Since the rise of the special feature, films are no longer permitted to retain the secrets of their making. Audiences who see films in theaters aren’t viewers suspended in disbelief; they simply haven’t been exposed to the person behind the machine yet. Understanding how the illusion of cinema was manufactured (instead of buying into the illusion) has become an essential component of the filmgoing experience. So, now that more and more people are looking to streaming instead of DVDs as their primary means of accessing movies at the home, what is going to happen to the tendency to consume so many supplementary materials outside the “text itself”?

Despite the decline DVD and Blu-ray sales, small production studios that specialize in creating supplementary features haven’t seen any evidence of a deep industry change.
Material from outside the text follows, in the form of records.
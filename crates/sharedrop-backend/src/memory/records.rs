//! [`RecordStore`] over in-memory collections of JSON rows.

use std::cmp::Ordering;

use async_trait::async_trait;
use chrono::{SecondsFormat, Utc};
use serde_json::{Map, Value};
use uuid::Uuid;

use sharedrop_core::error::AppError;
use sharedrop_core::result::AppResult;
use sharedrop_core::traits::RecordStore;
use sharedrop_core::types::{RecordQuery, SortDirection};

use super::{MemoryBackend, Operation};

/// Columns whose non-null values must be unique within a collection.
const UNIQUE_COLUMNS: &[&str] = &["id", "share_token"];

fn timestamp() -> Value {
    Value::String(Utc::now().to_rfc3339_opts(SecondsFormat::Micros, true))
}

/// Total order over the JSON scalars a sort column can hold.
fn compare_values(a: Option<&Value>, b: Option<&Value>) -> Ordering {
    match (a, b) {
        (Some(Value::Number(x)), Some(Value::Number(y))) => {
            let x = x.as_f64().unwrap_or_default();
            let y = y.as_f64().unwrap_or_default();
            x.partial_cmp(&y).unwrap_or(Ordering::Equal)
        }
        (Some(Value::String(x)), Some(Value::String(y))) => x.cmp(y),
        (Some(Value::Bool(x)), Some(Value::Bool(y))) => x.cmp(y),
        (None | Some(Value::Null), None | Some(Value::Null)) => Ordering::Equal,
        (None | Some(Value::Null), _) => Ordering::Less,
        (_, None | Some(Value::Null)) => Ordering::Greater,
        (Some(x), Some(y)) => x.to_string().cmp(&y.to_string()),
    }
}

fn as_object(row: Value) -> AppResult<Map<String, Value>> {
    match row {
        Value::Object(map) => Ok(map),
        other => Err(AppError::validation(format!(
            "Rows must be JSON objects, got {other}"
        ))),
    }
}

impl MemoryBackend {
    fn query_rows(&self, collection: &str, query: &RecordQuery) -> Vec<Value> {
        let mut rows: Vec<Value> = self
            .collections
            .get(collection)
            .map(|rows| rows.iter().filter(|r| query.matches(r)).cloned().collect())
            .unwrap_or_default();

        if let Some(order) = &query.order {
            // newest insert wins ties under descending order
            if order.direction == SortDirection::Desc {
                rows.reverse();
            }
            rows.sort_by(|a, b| {
                let ord = compare_values(a.get(&order.field), b.get(&order.field));
                match order.direction {
                    SortDirection::Asc => ord,
                    SortDirection::Desc => ord.reverse(),
                }
            });
        }
        rows
    }
}

#[async_trait]
impl RecordStore for MemoryBackend {
    async fn select(&self, collection: &str, query: &RecordQuery) -> AppResult<Vec<Value>> {
        self.enter(Operation::Select, collection)?;
        Ok(self.query_rows(collection, query))
    }

    async fn select_single(
        &self,
        collection: &str,
        query: &RecordQuery,
    ) -> AppResult<Option<Value>> {
        self.enter(Operation::SelectSingle, collection)?;
        let mut rows = self.query_rows(collection, query);
        match rows.len() {
            0 => Ok(None),
            1 => Ok(rows.pop()),
            n => Err(AppError::database(format!(
                "Expected a single row, found {n}"
            ))),
        }
    }

    async fn insert(&self, collection: &str, rows: Vec<Value>) -> AppResult<Vec<Value>> {
        self.enter(Operation::Insert, collection)?;

        let mut stored = Vec::with_capacity(rows.len());
        for row in rows {
            let mut map = as_object(row)?;
            map.entry("id")
                .or_insert_with(|| Value::String(Uuid::new_v4().to_string()));
            let now = timestamp();
            map.entry("created_at").or_insert_with(|| now.clone());
            map.entry("updated_at").or_insert(now);
            stored.push(Value::Object(map));
        }

        let mut existing = self.collections.entry(collection.to_string()).or_default();
        for (i, row) in stored.iter().enumerate() {
            for column in UNIQUE_COLUMNS {
                let Some(value) = row.get(*column).filter(|v| !v.is_null()) else {
                    continue;
                };
                let taken = existing
                    .iter()
                    .chain(&stored[..i])
                    .any(|other| other.get(*column) == Some(value));
                if taken {
                    return Err(AppError::external(format!(
                        "duplicate key value violates unique constraint on \"{column}\""
                    )));
                }
            }
        }
        existing.extend(stored.iter().cloned());
        Ok(stored)
    }

    async fn update(
        &self,
        collection: &str,
        query: &RecordQuery,
        patch: Value,
    ) -> AppResult<Vec<Value>> {
        self.enter(Operation::Update, collection)?;
        let patch = as_object(patch)?;

        let mut updated = Vec::new();
        if let Some(mut rows) = self.collections.get_mut(collection) {
            for row in rows.iter_mut().filter(|r| query.matches(r)) {
                if let Value::Object(map) = row {
                    for (key, value) in &patch {
                        map.insert(key.clone(), value.clone());
                    }
                    map.insert("updated_at".to_string(), timestamp());
                }
                updated.push(row.clone());
            }
        }
        Ok(updated)
    }

    async fn delete(&self, collection: &str, query: &RecordQuery) -> AppResult<()> {
        self.enter(Operation::Delete, collection)?;
        if let Some(mut rows) = self.collections.get_mut(collection) {
            rows.retain(|r| !query.matches(r));
        }
        Ok(())
    }
}

#[cfg(test)]
mod tests {
    use serde_json::json;
    use sharedrop_core::error::ErrorKind;
    use sharedrop_core::types::SortField;

    use super::*;

    #[tokio::test]
    async fn test_insert_assigns_server_fields() {
        let backend = MemoryBackend::default();
        let rows = backend
            .insert("files", vec![json!({"name": "a"})])
            .await
            .expect("insert");
        let row = &rows[0];
        assert!(row.get("id").and_then(Value::as_str).is_some());
        assert!(row.get("created_at").and_then(Value::as_str).is_some());
        assert_eq!(backend.rows("files").len(), 1);
    }

    #[tokio::test]
    async fn test_insert_rejects_duplicate_share_token() {
        let backend = MemoryBackend::default();
        backend
            .insert("files", vec![json!({"name": "a", "share_token": "tok"})])
            .await
            .expect("first");

        let err = backend
            .insert("files", vec![json!({"name": "b", "share_token": "tok"})])
            .await
            .expect_err("duplicate token");
        assert_eq!(err.kind, ErrorKind::ExternalService);
        assert!(err.message.contains("share_token"));
        assert_eq!(backend.rows("files").len(), 1);
    }

    #[tokio::test]
    async fn test_insert_rejects_duplicate_within_batch() {
        let backend = MemoryBackend::default();
        let err = backend
            .insert(
                "files",
                vec![
                    json!({"name": "a", "share_token": "same"}),
                    json!({"name": "b", "share_token": "same"}),
                ],
            )
            .await
            .expect_err("duplicate token");
        assert_eq!(err.kind, ErrorKind::ExternalService);
        assert!(backend.rows("files").is_empty());
    }

    #[tokio::test]
    async fn test_insert_allows_missing_tokens() {
        let backend = MemoryBackend::default();
        backend
            .insert("files", vec![json!({"name": "a"}), json!({"name": "b", "share_token": null})])
            .await
            .expect("insert");
        assert_eq!(backend.rows("files").len(), 2);
    }

    #[tokio::test]
    async fn test_select_orders_descending() {
        let backend = MemoryBackend::default();
        backend
            .insert(
                "files",
                vec![
                    json!({"name": "old", "created_at": "2024-01-01T00:00:00.000000Z"}),
                    json!({"name": "new", "created_at": "2024-03-01T00:00:00.000000Z"}),
                    json!({"name": "mid", "created_at": "2024-02-01T00:00:00.000000Z"}),
                ],
            )
            .await
            .expect("insert");

        let query = RecordQuery::new().order(SortField::desc("created_at"));
        let names: Vec<_> = backend
            .select("files", &query)
            .await
            .expect("select")
            .into_iter()
            .filter_map(|r| r.get("name").and_then(Value::as_str).map(String::from))
            .collect();
        assert_eq!(names, ["new", "mid", "old"]);
    }

    #[tokio::test]
    async fn test_update_and_delete_by_filter() {
        let backend = MemoryBackend::default();
        backend
            .insert(
                "files",
                vec![json!({"id": "1", "n": 0}), json!({"id": "2", "n": 0})],
            )
            .await
            .expect("insert");

        let updated = backend
            .update("files", &RecordQuery::new().eq("id", "1"), json!({"n": 5}))
            .await
            .expect("update");
        assert_eq!(updated.len(), 1);
        assert_eq!(updated[0]["n"], 5);

        backend
            .delete("files", &RecordQuery::new().eq("id", "2"))
            .await
            .expect("delete");
        let rows = backend.rows("files");
        assert_eq!(rows.len(), 1);
        assert_eq!(rows[0]["id"], "1");
    }

    #[tokio::test]
    async fn test_select_single_cardinality() {
        let backend = MemoryBackend::default();
        let query = RecordQuery::new().eq("tag", "x");
        assert!(
            backend
                .select_single("files", &query)
                .await
                .expect("empty")
                .is_none()
        );

        backend
            .insert("files", vec![json!({"tag": "x"}), json!({"tag": "x"})])
            .await
            .expect("insert");
        let err = backend
            .select_single("files", &query)
            .await
            .expect_err("ambiguous");
        assert_eq!(err.kind, ErrorKind::Database);
    }

    #[tokio::test]
    async fn test_insert_rejects_non_objects() {
        let backend = MemoryBackend::default();
        let err = backend
            .insert("files", vec![json!([1, 2])])
            .await
            .expect_err("array row");
        assert_eq!(err.kind, ErrorKind::Validation);
    }
}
In fact, work at such production houses remain one of the most popular jobs for people right out of film school. That’s because the paratexts have not gone away, they’ve simply found a different venue.

Behind-the-scenes material have moved online and become part of a film’s advance promotion. In an era when we’re given 25 minutes of a 135-minute feature as advertisement, it makes sense then that studios are using information about the making of films to promote a film that has not yet been seen. However, behind-the-scenes materials like this represent the worst tendencies of special features: “exclusive looks” that consist of little more than cast and crew soundbites alongside clips from the film’s trailers (this is the model that characterized many initial DVD special features, modeled on B-roll promotional materials sent to the entertainment press as VHS tapes or media files).

This promotional alternative doesn’t necessarily leave a certain place for the types of supplementary materials that require a time commitment, and defined the most valuable DVDs of the recent past.

For committed cinephiles, The Criterion Collection no doubt created the standard for supplementary materials. And because DVDs won’t necessarily be going away anytime soon even as exponentially more viewers turn to streaming, the special feature will likely remain alive and well in the assembling of DVD and Blu-ray packages for which there is a certain audience dedicated to exploring films from a variety of angles. Furthermore, some special features are made available through streaming; Criterion includes many special features on their Hulu Plus site, and some iTunes purchases come with a standard DVD-style menu that includes special features. But there is no doubt that, as the move to streaming becomes more potent, the impetus to take the time to explore a movie wanes.

Will the way that we choose to watch films at home habitualize us to the degree that any desire for involved special features becomes phased out, or will this new way of consuming movies fail to meet the needs of movie lovers who formerly used DVDs as their own private film schools?